今回は、エピック・ゲームズCEOのティム・スウィーニー氏も登壇!

 京都コンピュータ学院 京都駅前校にて2018年4月21日、ゲーム開発用ミドルウェアUnreal Engine(以下、UE)に関する国内最大規模のカンファレンス、“UNREAL FEST WEST 2018が開催された。京都で開催されたのは昨年に続き、今回で二回目。なんと、今回はエピック・ゲームズCEOティム・スウィーニー氏が登壇し話題となった。本誌では、同氏に対してインタビューを敢行したが、筆者もそのセッションに参加し、古屋記者とともにいくつか質問をさせていただいた。そのセッションについてこちらから確認いただきたい。

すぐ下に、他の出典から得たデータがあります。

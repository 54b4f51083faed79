//! Validation decisions on pending reports. The status transition is a
//! conditional update (only a PENDING row moves), so two admins deciding the
//! same report concurrently cannot both win, and the projector side effect
//! runs at most once per report.

use sqlx::PgPool;
use uuid::Uuid;

use crate::auth::Role;
use crate::database::models::{PaymentReport, ReportStatus, VisitReport};
use crate::database::store::{assets, reports};

use super::projector::{self, ReportView};
use super::WorkflowError;

#[derive(Debug, Clone)]
pub struct Decision {
    pub status: Option<String>,
    pub rejection_reason: Option<String>,
}

impl Decision {
    /// Only the two terminal states are valid decisions.
    fn parse(&self) -> Result<ReportStatus, WorkflowError> {
        match self.status.as_deref() {
            Some("APPROVED") => Ok(ReportStatus::Approved),
            Some("REJECTED") => Ok(ReportStatus::Rejected),
            Some(other) => Err(WorkflowError::Validation(format!(
                "status must be APPROVED or REJECTED, got {}",
                other
            ))),
            None => Err(WorkflowError::Validation("status is required".into())),
        }
    }

    fn notes_override(&self, decision: ReportStatus) -> Option<&str> {
        // Rejection reason overwrites notes; approval never rewrites them
        match decision {
            ReportStatus::Rejected => self.rejection_reason.as_deref(),
            _ => None,
        }
    }
}

pub async fn decide_visit(
    pool: &PgPool,
    report_id: Uuid,
    decision: Decision,
    acting_role: Role,
) -> Result<VisitReport, WorkflowError> {
    if !acting_role.can_validate() {
        return Err(WorkflowError::Forbidden(
            "collectors are not allowed to validate reports".into(),
        ));
    }
    let status = decision.parse()?;

    let updated =
        reports::decide_visit(pool, report_id, status, decision.notes_override(status)).await?;

    let report = match updated {
        Some(report) => report,
        None => return Err(visit_decide_failure(pool, report_id).await),
    };

    if status == ReportStatus::Approved {
        apply_visit_projection(pool, &report).await?;
    }

    tracing::info!(
        report_id = %report.id,
        decision = status.as_str(),
        role = %acting_role,
        "visit report decided"
    );
    Ok(report)
}

pub async fn decide_payment(
    pool: &PgPool,
    report_id: Uuid,
    decision: Decision,
    acting_role: Role,
) -> Result<PaymentReport, WorkflowError> {
    if !acting_role.can_validate() {
        return Err(WorkflowError::Forbidden(
            "collectors are not allowed to validate reports".into(),
        ));
    }
    let status = decision.parse()?;

    let updated =
        reports::decide_payment(pool, report_id, status, decision.notes_override(status)).await?;

    let report = match updated {
        Some(report) => report,
        None => return Err(payment_decide_failure(pool, report_id).await),
    };

    // Approved payment amounts are aggregated on read; no asset mutation here.

    tracing::info!(
        report_id = %report.id,
        decision = status.as_str(),
        role = %acting_role,
        "payment report decided"
    );
    Ok(report)
}

/// Persist whatever mutation the projector derives for an approved visit.
async fn apply_visit_projection(pool: &PgPool, report: &VisitReport) -> Result<(), WorkflowError> {
    let asset = assets::find(pool, report.asset_id)
        .await?
        .ok_or_else(|| WorkflowError::NotFound(format!("asset {} not found", report.asset_id)))?;

    if let Some(new_status) = projector::project(ReportView::Visit(report), &asset) {
        assets::set_status(pool, asset.id, new_status).await?;
        tracing::info!(
            asset_id = %asset.id,
            status = new_status.as_str(),
            "asset status advanced by approved visit report"
        );
    }
    Ok(())
}

/// The CAS update matched no row: either the report does not exist, or it was
/// already decided. A follow-up read disambiguates 404 from 409.
async fn visit_decide_failure(pool: &PgPool, report_id: Uuid) -> WorkflowError {
    match reports::find_visit(pool, report_id).await {
        Ok(Some(report)) => WorkflowError::Conflict(format!(
            "report {} already {}",
            report_id,
            report.status_validation.as_str()
        )),
        Ok(None) => WorkflowError::NotFound(format!("report {} not found", report_id)),
        Err(e) => WorkflowError::Database(e),
    }
}

async fn payment_decide_failure(pool: &PgPool, report_id: Uuid) -> WorkflowError {
    match reports::find_payment(pool, report_id).await {
        Ok(Some(report)) => WorkflowError::Conflict(format!(
            "report {} already {}",
            report_id,
            report.status_validation.as_str()
        )),
        Ok(None) => WorkflowError::NotFound(format!("report {} not found", report_id)),
        Err(e) => WorkflowError::Database(e),
    }
}

#[cfg(test)]
mod tests {
    use super::*;

    fn decision(status: Option<&str>, reason: Option<&str>) -> Decision {
        Decision {
            status: status.map(String::from),
            rejection_reason: reason.map(String::from),
        }
    }

    #[test]
    fn only_terminal_states_are_valid_decisions() {
        assert!(matches!(
            decision(Some("APPROVED"), None).parse(),
            Ok(ReportStatus::Approved)
        ));
        assert!(matches!(
            decision(Some("REJECTED"), None).parse(),
            Ok(ReportStatus::Rejected)
        ));
        assert!(decision(Some("PENDING"), None).parse().is_err());
        assert!(decision(Some("approved"), None).parse().is_err());
        assert!(decision(None, None).parse().is_err());
    }

    #[test]
    fn rejection_reason_only_applies_to_rejections() {
        let d = decision(Some("REJECTED"), Some("foto tidak jelas"));
        assert_eq!(
            d.notes_override(ReportStatus::Rejected),
            Some("foto tidak jelas")
        );

        let d = decision(Some("APPROVED"), Some("should be ignored"));
        assert_eq!(d.notes_override(ReportStatus::Approved), None);

        let d = decision(Some("REJECTED"), None);
        assert_eq!(d.notes_override(ReportStatus::Rejected), None);
    }
}
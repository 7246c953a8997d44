//! Module version numbers.
//!
//! A version is the four-part `major.minor.micro.qualifier` scheme: the
//! first three parts are numeric (missing parts default to zero), the
//! qualifier is an arbitrary string compared lexically. A qualifier
//! containing `SNAPSHOT` marks an unstable, in-development version, which
//! gets recency-based tie-breaking during ordering.

use serde::{Deserialize, Serialize};
use std::fmt;
use std::str::FromStr;

use crate::error::PackError;

/// Marker substring identifying a snapshot (unstable) version.
const SNAPSHOT_MARKER: &str = "SNAPSHOT";

/// A parsed module version.
///
/// Field order matters: the derived `Ord` compares major, then minor, then
/// micro numerically, then the qualifier lexically — exactly the version
/// precedence rule.
#[derive(Debug, Clone, PartialEq, Eq, PartialOrd, Ord, Hash, Serialize, Deserialize)]
pub struct ModuleVersion {
    major: u32,
    minor: u32,
    micro: u32,
    qualifier: String,
}

impl ModuleVersion {
    pub fn new(major: u32, minor: u32, micro: u32, qualifier: impl Into<String>) -> Self {
        Self {
            major,
            minor,
            micro,
            qualifier: qualifier.into(),
        }
    }

    pub fn major(&self) -> u32 {
        self.major
    }

    pub fn minor(&self) -> u32 {
        self.minor
    }

    pub fn micro(&self) -> u32 {
        self.micro
    }

    pub fn qualifier(&self) -> &str {
        &self.qualifier
    }

    /// Whether this version carries the snapshot marker in its qualifier.
    pub fn is_snapshot(&self) -> bool {
        self.qualifier.contains(SNAPSHOT_MARKER)
    }
}

impl FromStr for ModuleVersion {
    type Err = PackError;

    fn from_str(s: &str) -> Result<Self, Self::Err> {
        let invalid = |reason: &str| PackError::InvalidVersion {
            version: s.to_string(),
            reason: reason.to_string(),
        };

        let trimmed = s.trim();
        if trimmed.is_empty() {
            return Err(invalid("empty version string"));
        }

        let mut parts = trimmed.splitn(4, '.');
        let mut numeric = |name: &str| -> Result<u32, PackError> {
            match parts.next() {
                None => Ok(0),
                Some(p) => p
                    .parse::<u32>()
                    .map_err(|_| invalid(&format!("{name} part is not a number"))),
            }
        };

        let major = numeric("major")?;
        let minor = numeric("minor")?;
        let micro = numeric("micro")?;
        let qualifier = parts.next().unwrap_or("").to_string();

        Ok(Self {
            major,
            minor,
            micro,
            qualifier,
        })
    }
}

impl fmt::Display for ModuleVersion {
    fn fmt(&self, f: &mut fmt::Formatter<'_>) -> fmt::Result {
        write!(f, "{}.{}.{}", self.major, self.minor, self.micro)?;
        if !self.qualifier.is_empty() {
            write!(f, ".{}", self.qualifier)?;
        }
        Ok(())
    }
}

#[cfg(test)]
mod tests {
    use super::*;

    fn v(s: &str) -> ModuleVersion {
        s.parse().unwrap()
    }

    #[test]
    fn parse_full() {
        let version = v("1.2.3.RC1");
        assert_eq!(version.major(), 1);
        assert_eq!(version.minor(), 2);
        assert_eq!(version.micro(), 3);
        assert_eq!(version.qualifier(), "RC1");
    }

    #[test]
    fn parse_short_forms_default_to_zero() {
        assert_eq!(v("1"), ModuleVersion::new(1, 0, 0, ""));
        assert_eq!(v("1.2"), ModuleVersion::new(1, 2, 0, ""));
        assert_eq!(v("1.2.3"), ModuleVersion::new(1, 2, 3, ""));
    }

    #[test]
    fn parse_rejects_garbage() {
        assert!("".parse::<ModuleVersion>().is_err());
        assert!("  ".parse::<ModuleVersion>().is_err());
        assert!("a.b.c".parse::<ModuleVersion>().is_err());
        assert!("1..2".parse::<ModuleVersion>().is_err());
        assert!("-1.0.0".parse::<ModuleVersion>().is_err());
    }

    #[test]
    fn ordering_is_numeric_then_lexical() {
        assert!(v("2.0.0") > v("1.9.9"));
        assert!(v("1.10.0") > v("1.9.0"));
        assert!(v("1.0.10") > v("1.0.9"));
        // Qualifier compares lexically, and an empty qualifier sorts first.
        assert!(v("1.0.0.RC2") > v("1.0.0.RC1"));
        assert!(v("1.0.0.RC1") > v("1.0.0"));
    }

    #[test]
    fn snapshot_marker() {
        assert!(v("1.0.0.SNAPSHOT").is_snapshot());
        assert!(v("2.1.0.20260115-SNAPSHOT").is_snapshot());
        assert!(!v("1.0.0.RC1").is_snapshot());
        assert!(!v("1.0.0").is_snapshot());
    }

    #[test]
    fn display_roundtrip() {
        for s in ["1.0.0", "1.2.3", "1.2.3.RC1", "4.5.6.SNAPSHOT"] {
            assert_eq!(v(s).to_string(), s);
        }
        // Short forms render with all three numeric parts.
        assert_eq!(v("1.2").to_string(), "1.2.0");
    }
}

 一方、当日のカンファレンスには700人にも来場し、多くの人々が、終日にわたっておこなわれた全7セッションにもわたる講演に対し、熱心に耳を傾けた。京都、関西でここまで大きなカンファレンスは、この他には一般社団法人デジタルエンターテインメントクリエイター協会 (DECA)主催によるゲームクリエイターズカンファレンスくらいだろう。そのよう意味からも開発者コミュニティのムーブメントが熱くなりつつあるのが関西エリアということが出来る。

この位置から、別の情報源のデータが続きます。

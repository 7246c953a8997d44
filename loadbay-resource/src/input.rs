//! Producer-side resource descriptions.

use std::io::Read;

use crate::dictionary::Dictionary;

/// Priority assumed for resources whose producer does not declare one.
pub const DEFAULT_PRIORITY: i32 = 100;

/// An installable resource as handed over by a producer: a declared
/// identity plus either a payload stream or a configuration dictionary,
/// with optional kind and digest hints.
pub struct ResourceInput {
    pub(crate) id: String,
    pub(crate) stream: Option<Box<dyn Read>>,
    pub(crate) dictionary: Option<Dictionary>,
    pub(crate) kind_hint: Option<String>,
    pub(crate) digest: Option<String>,
    pub(crate) priority: i32,
}

impl ResourceInput {
    /// A resource backed by a payload byte stream.
    pub fn from_stream(id: impl Into<String>, stream: impl Read + 'static) -> Self {
        Self {
            id: id.into(),
            stream: Some(Box::new(stream)),
            dictionary: None,
            kind_hint: None,
            digest: None,
            priority: DEFAULT_PRIORITY,
        }
    }

    /// A configuration resource backed by an already-structured dictionary.
    pub fn from_dictionary(id: impl Into<String>, dictionary: Dictionary) -> Self {
        Self {
            id: id.into(),
            stream: None,
            dictionary: Some(dictionary),
            kind_hint: None,
            digest: None,
            priority: DEFAULT_PRIORITY,
        }
    }

    /// A resource with neither payload nor dictionary; resolves to an
    /// empty configuration.
    pub fn empty(id: impl Into<String>) -> Self {
        Self {
            id: id.into(),
            stream: None,
            dictionary: None,
            kind_hint: None,
            digest: None,
            priority: DEFAULT_PRIORITY,
        }
    }

    /// Declares the resource kind explicitly instead of deriving it from
    /// the id's extension.
    pub fn with_kind(mut self, kind: impl Into<String>) -> Self {
        self.kind_hint = Some(kind.into());
        self
    }

    /// Supplies a precomputed digest, trusted verbatim when non-empty.
    pub fn with_digest(mut self, digest: impl Into<String>) -> Self {
        self.digest = Some(digest.into());
        self
    }

    pub fn with_priority(mut self, priority: i32) -> Self {
        self.priority = priority;
        self
    }

    pub fn id(&self) -> &str {
        &self.id
    }

    pub fn priority(&self) -> i32 {
        self.priority
    }
}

 そこで本稿から数回にわたり、大規模プロジェクトから個人クリエイターによるUE4を用いた開発事例など総勢7つのセッションから、筆者が注目したセッションを紹介していく。

『フォートナイト』で培った技術は惜しむことなく、 UE4コミュニティへ解放される

CAP002

エピック・ゲームズ・ジャパンの澤田祐太朗氏

 最初に紹介されたのが現在話題でエピック・ゲームズ開発によるバトルロイヤル型シューティングゲーム、『フォートナイト』の開発事例だ。エピック・ゲームズ・ジャパンエンジン・サポート・テクニシャンの澤田祐太朗氏が解説した。

 まず、100人対戦の「バトルロイヤル」モードにおいて、如何にPCから、iOS、ならびにAndroid(現在開発中)まで、といった幅広いスペックの端末同士で2.5km×2.5kmの広大なマップ上で100人対戦のリアルタイム描画を実現したかについて解説がなされた。これは、グラフィックのクオリティ(外観)を保ちつつ、処理数を減らすということが必要となるが、そのために、開発工程において、UE4に既に実装されている陰影、アセット描画ならびにキャラクター動作における処理数の削減のための手法を活用したとのこと。

 陰影の処理数削減の方法として、カスケードシャドウマップとレイトレース ディスタンス フィールド ソフト シャドウを組み合わせて使われていることが紹介された。カスケードシャドウマップは静的、動的モデルに関わらず、リアルタイムにオブジェクトの陰影を生成できる。だが、この機能のみを使うと陰影の長さに応じて画像処理の負荷が上昇してしまう。そこで、事前計算した3Dテクスチャを使用するレイトレース ディスタンス フィールド ソフト シャドウを活用することで処理の負荷を下げることが出来るからだ。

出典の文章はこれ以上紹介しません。